Now, thanks to innovative development at Dawson Shanahan, we are able to cold form stainless steel billets, to high levels of precision and in volume. We can now even cold-form other exotic metals such as titanium.
The cold forming process significantly improves the mechanical properties of the finished component, with a finished part 18 percent stronger than that of machined parts. Unlike machining where sections are usually cut across the grain structure of the metal, the direction of forming and the geometry of the part is aligned with that of the grain. In addition, finished parts can have complex internal and external geometries, with exceptionally smooth surface finish. This offers the potential for design engineers to produce components of a higher specification and provide that competitive edge in performance.
The capability to cold form steel offers tremendous opportunities to manufacturers of ultra-high precision parts, including laser applications, where cold formed nozzles significantly increase cutting accuracy, or diesel injectors, which are generally more reliable than conventionally manufactured parts when used with biofuels.

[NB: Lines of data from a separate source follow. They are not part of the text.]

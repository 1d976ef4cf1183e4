//! In-memory store. Backs the hermetic test suite and the simulated
//! payment method in development; one mutex serializes every operation,
//! which gives the same check-then-mutate atomicity the Postgres store
//! gets from row locks.

use {
    super::store::{RefundOutcome, Settlement, Store},
    crate::domain::{
        audit::{AuditLogEntry, NewAuditEntry},
        document::{Document, RefundDecision},
        error::PayError,
        payment::{NewPayment, Payment, PaymentStatus},
        user::{BONUS_SESSIONS_PER_PAYMENT, Tier, UserAccount},
    },
    async_trait::async_trait,
    chrono::{DateTime, Duration, Utc},
    std::collections::HashMap,
    std::sync::Mutex,
    uuid::Uuid,
};

#[derive(Default)]
struct Inner {
    users: HashMap<Uuid, UserAccount>,
    documents: HashMap<Uuid, Document>,
    payments: HashMap<Uuid, Payment>,
    audit: Vec<AuditLogEntry>,
}

impl Inner {
    fn weekly_success_count(&self, user_id: Uuid, now: DateTime<Utc>) -> i64 {
        let cutoff = now - Duration::days(7);
        self.payments
            .values()
            .filter(|p| {
                p.user_id == user_id
                    && p.status == PaymentStatus::Success
                    && p.paid_at.is_some_and(|t| t >= cutoff)
            })
            .count() as i64
    }

    fn recompute_tier(&mut self, user_id: Uuid, now: DateTime<Utc>) -> Result<(), PayError> {
        let count = self.weekly_success_count(user_id, now);
        let user = self
            .users
            .get_mut(&user_id)
            .ok_or_else(|| PayError::NotFound(format!("user {user_id}")))?;
        user.weekly_payment_count = count;
        user.tier = Tier::for_weekly_payments(count);
        user.tier_recalculated_at = Some(now);
        Ok(())
    }

    fn successful_payment_for_document(&self, document_id: Uuid) -> Option<Payment> {
        self.payments
            .values()
            .filter(|p| p.document_id == document_id && p.status == PaymentStatus::Success)
            .max_by_key(|p| p.created_at)
            .cloned()
    }
}

#[derive(Default)]
pub struct MemStore {
    inner: Mutex<Inner>,
}

impl MemStore {
    pub fn new() -> Self {
        Self::default()
    }

    fn lock(&self) -> std::sync::MutexGuard<'_, Inner> {
        self.inner.lock().expect("memory store poisoned")
    }
}

#[async_trait]
impl Store for MemStore {
    async fn insert_user(&self, user: &UserAccount) -> Result<(), PayError> {
        self.lock().users.insert(user.id, user.clone());
        Ok(())
    }

    async fn user(&self, id: Uuid) -> Result<Option<UserAccount>, PayError> {
        Ok(self.lock().users.get(&id).cloned())
    }

    async fn insert_document(&self, document: &Document) -> Result<(), PayError> {
        self.lock().documents.insert(document.id, document.clone());
        Ok(())
    }

    async fn document(&self, id: Uuid) -> Result<Option<Document>, PayError> {
        Ok(self.lock().documents.get(&id).cloned())
    }

    async fn create_payment(&self, new: &NewPayment) -> Result<Payment, PayError> {
        let mut inner = self.lock();
        if !inner.users.contains_key(&new.user_id) {
            return Err(PayError::NotFound(format!("user {}", new.user_id)));
        }
        if !inner.documents.contains_key(&new.document_id) {
            return Err(PayError::NotFound(format!("document {}", new.document_id)));
        }
        let has_pending = inner
            .payments
            .values()
            .any(|p| p.document_id == new.document_id && p.status == PaymentStatus::Pending);
        if has_pending {
            return Err(PayError::DuplicatePendingPayment);
        }

        let now = Utc::now();
        let payment = Payment {
            id: new.id,
            user_id: new.user_id,
            document_id: new.document_id,
            amount: new.amount,
            method: new.method,
            status: PaymentStatus::Pending,
            gateway_order_id: new.gateway_order_id.clone(),
            public_code: new.public_code.clone(),
            transaction_ref: None,
            paid_at: None,
            refunded_at: None,
            admin_note: None,
            refund_reason: None,
            created_at: now,
            updated_at: now,
        };
        inner.payments.insert(payment.id, payment.clone());
        Ok(payment)
    }

    async fn payment(&self, id: Uuid) -> Result<Option<Payment>, PayError> {
        Ok(self.lock().payments.get(&id).cloned())
    }

    async fn payment_by_public_code(
        &self,
        public_code: &str,
    ) -> Result<Option<Payment>, PayError> {
        Ok(self
            .lock()
            .payments
            .values()
            .find(|p| p.public_code.as_deref() == Some(public_code))
            .cloned())
    }

    async fn payment_by_transaction_ref(
        &self,
        transaction_ref: &str,
    ) -> Result<Option<Payment>, PayError> {
        Ok(self
            .lock()
            .payments
            .values()
            .find(|p| p.transaction_ref.as_deref() == Some(transaction_ref))
            .cloned())
    }

    async fn pending_payment_for_document(
        &self,
        document_id: Uuid,
    ) -> Result<Option<Payment>, PayError> {
        Ok(self
            .lock()
            .payments
            .values()
            .find(|p| p.document_id == document_id && p.status == PaymentStatus::Pending)
            .cloned())
    }

    async fn latest_payment_for_document(
        &self,
        document_id: Uuid,
    ) -> Result<Option<Payment>, PayError> {
        Ok(self
            .lock()
            .payments
            .values()
            .filter(|p| p.document_id == document_id)
            .max_by_key(|p| p.created_at)
            .cloned())
    }

    async fn successful_payment_for_document(
        &self,
        document_id: Uuid,
    ) -> Result<Option<Payment>, PayError> {
        Ok(self.lock().successful_payment_for_document(document_id))
    }

    async fn payments_for_user(&self, user_id: Uuid) -> Result<Vec<Payment>, PayError> {
        let mut payments: Vec<Payment> = self
            .lock()
            .payments
            .values()
            .filter(|p| p.user_id == user_id)
            .cloned()
            .collect();
        payments.sort_by(|a, b| b.created_at.cmp(&a.created_at));
        Ok(payments)
    }

    async fn settle_success(
        &self,
        payment_id: Uuid,
        transaction_ref: Option<&str>,
        paid_at: DateTime<Utc>,
    ) -> Result<Settlement, PayError> {
        let mut inner = self.lock();
        let now = Utc::now();

        let current = inner
            .payments
            .get(&payment_id)
            .ok_or_else(|| PayError::NotFound(format!("payment {payment_id}")))?
            .clone();
        if current.status.is_settled() {
            return Ok(Settlement::AlreadySettled(current));
        }
        // Validate collaborators before touching anything; the mutex makes
        // the rest of this block atomic.
        if !inner.documents.contains_key(&current.document_id) {
            return Err(PayError::NotFound(format!(
                "document {}",
                current.document_id
            )));
        }
        if !inner.users.contains_key(&current.user_id) {
            return Err(PayError::NotFound(format!("user {}", current.user_id)));
        }

        let payment = inner.payments.get_mut(&payment_id).expect("checked above");
        payment.status = PaymentStatus::Success;
        payment.paid_at = Some(paid_at);
        if let Some(txn) = transaction_ref {
            payment.transaction_ref = Some(txn.to_string());
        }
        payment.updated_at = now;
        let payment = payment.clone();

        let document = inner
            .documents
            .get_mut(&payment.document_id)
            .expect("checked above");
        document.unlocked = true;
        document.unlocked_at = Some(paid_at);

        {
            let user = inner.users.get_mut(&payment.user_id).expect("checked above");
            user.bonus_sessions_today += BONUS_SESSIONS_PER_PAYMENT;
        }
        inner.recompute_tier(payment.user_id, now)?;

        Ok(Settlement::Applied(payment))
    }

    async fn settle_failure(&self, payment_id: Uuid, note: &str) -> Result<Settlement, PayError> {
        let mut inner = self.lock();
        let payment = inner
            .payments
            .get_mut(&payment_id)
            .ok_or_else(|| PayError::NotFound(format!("payment {payment_id}")))?;
        if payment.status.is_settled() {
            return Ok(Settlement::AlreadySettled(payment.clone()));
        }
        payment.status = PaymentStatus::Failed;
        payment.admin_note = Some(note.to_string());
        payment.updated_at = Utc::now();
        Ok(Settlement::Applied(payment.clone()))
    }

    async fn open_refund_request(
        &self,
        document_id: Uuid,
        motive: &str,
        evidence_ref: Option<&str>,
    ) -> Result<Document, PayError> {
        let mut inner = self.lock();
        let document = inner
            .documents
            .get(&document_id)
            .ok_or_else(|| PayError::NotFound(format!("document {document_id}")))?;

        if !document.unlocked {
            return Err(PayError::RefundNotEligible(
                "document is not unlocked".into(),
            ));
        }
        if document.refund_requested {
            return Err(PayError::RefundNotEligible(
                "a refund request is already pending".into(),
            ));
        }
        if inner.successful_payment_for_document(document_id).is_none() {
            return Err(PayError::RefundNotEligible(
                "no successful payment found for this document".into(),
            ));
        }

        let document = inner.documents.get_mut(&document_id).expect("checked above");
        document.refund_requested = true;
        document.refund_requested_at = Some(Utc::now());
        document.rejection_reason = Some(motive.to_string());
        document.evidence_ref = evidence_ref.map(str::to_string);
        document.admin_comment = None;
        Ok(document.clone())
    }

    async fn apply_refund_decision(
        &self,
        document_id: Uuid,
        decision: RefundDecision,
        admin_comment: &str,
    ) -> Result<RefundOutcome, PayError> {
        let mut inner = self.lock();
        let now = Utc::now();

        let document = inner
            .documents
            .get(&document_id)
            .ok_or_else(|| PayError::NotFound(format!("document {document_id}")))?;
        if !document.refund_requested {
            return Err(PayError::RefundNotEligible(
                "no refund request is pending".into(),
            ));
        }
        let payment = inner
            .successful_payment_for_document(document_id)
            .ok_or_else(|| {
                PayError::RefundNotEligible(
                    "no successful payment found for this document".into(),
                )
            })?;

        let record = document.history_record(decision, admin_comment, now);
        let motive = document.rejection_reason.clone();

        let payment = match decision {
            RefundDecision::Approved => {
                let payment = inner.payments.get_mut(&payment.id).expect("looked up above");
                payment.status = PaymentStatus::Refunded;
                payment.refunded_at = Some(now);
                payment.refund_reason = motive;
                payment.updated_at = now;
                payment.clone()
            }
            RefundDecision::Rejected => payment,
        };

        let document = inner.documents.get_mut(&document_id).expect("checked above");
        if decision == RefundDecision::Approved {
            document.unlocked = false;
        }
        document.refund_requested = false;
        document.admin_comment = Some(admin_comment.to_string());
        document.refund_history.push(record);
        let document = document.clone();

        if decision == RefundDecision::Approved {
            inner.recompute_tier(payment.user_id, now)?;
        }

        Ok(RefundOutcome {
            document,
            payment,
            decision,
        })
    }

    async fn documents_with_pending_refund(&self) -> Result<Vec<Document>, PayError> {
        let mut documents: Vec<Document> = self
            .lock()
            .documents
            .values()
            .filter(|d| d.refund_requested)
            .cloned()
            .collect();
        documents.sort_by_key(|d| d.refund_requested_at);
        Ok(documents)
    }

    async fn append_audit(&self, entry: &NewAuditEntry) -> Result<(), PayError> {
        self.lock().audit.push(AuditLogEntry {
            id: entry.id,
            actor_id: entry.actor_id,
            actor_email: entry.actor_email.clone(),
            action: entry.action,
            entity: entry.entity.clone(),
            entity_id: entry.entity_id,
            detail: entry.detail.clone(),
            source_ip: entry.source_ip.clone(),
            created_at: Utc::now(),
        });
        Ok(())
    }

    async fn audit_entries_for(&self, entity_id: Uuid) -> Result<Vec<AuditLogEntry>, PayError> {
        Ok(self
            .lock()
            .audit
            .iter()
            .filter(|e| e.entity_id == Some(entity_id))
            .cloned()
            .collect())
    }

    async fn recalculate_all_tiers(&self) -> Result<u64, PayError> {
        let mut inner = self.lock();
        let now = Utc::now();
        let user_ids: Vec<Uuid> = inner.users.keys().copied().collect();
        for user_id in &user_ids {
            inner.recompute_tier(*user_id, now)?;
        }
        Ok(user_ids.len() as u64)
    }

    async fn reset_bonus_sessions(&self) -> Result<u64, PayError> {
        let mut inner = self.lock();
        let mut reset = 0;
        for user in inner.users.values_mut() {
            if user.bonus_sessions_today > 0 {
                user.bonus_sessions_today = 0;
                reset += 1;
            }
        }
        Ok(reset)
    }
}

Dawson Shanahan’s new method of cold forming uses specialised material lubrication and protection coatings, applied to each billet prior to forming, plus enhancements in the handling and extrusion process. Combined, these refinements allow high precision stainless steel parts to be produced in small or large volumes, while retaining all of the traditional benefits associated with conventional cold forming, such as almost zero scrap.
There are still times when machining is necessary and a degree of machining can sometimes be used to finish a primarily cold-formed part. However, as economic and environmental pressures drive manufacturers to find new ways to reduce material waste and energy consumption, cold forming looks set to supplant machining as the method of choice in many applications.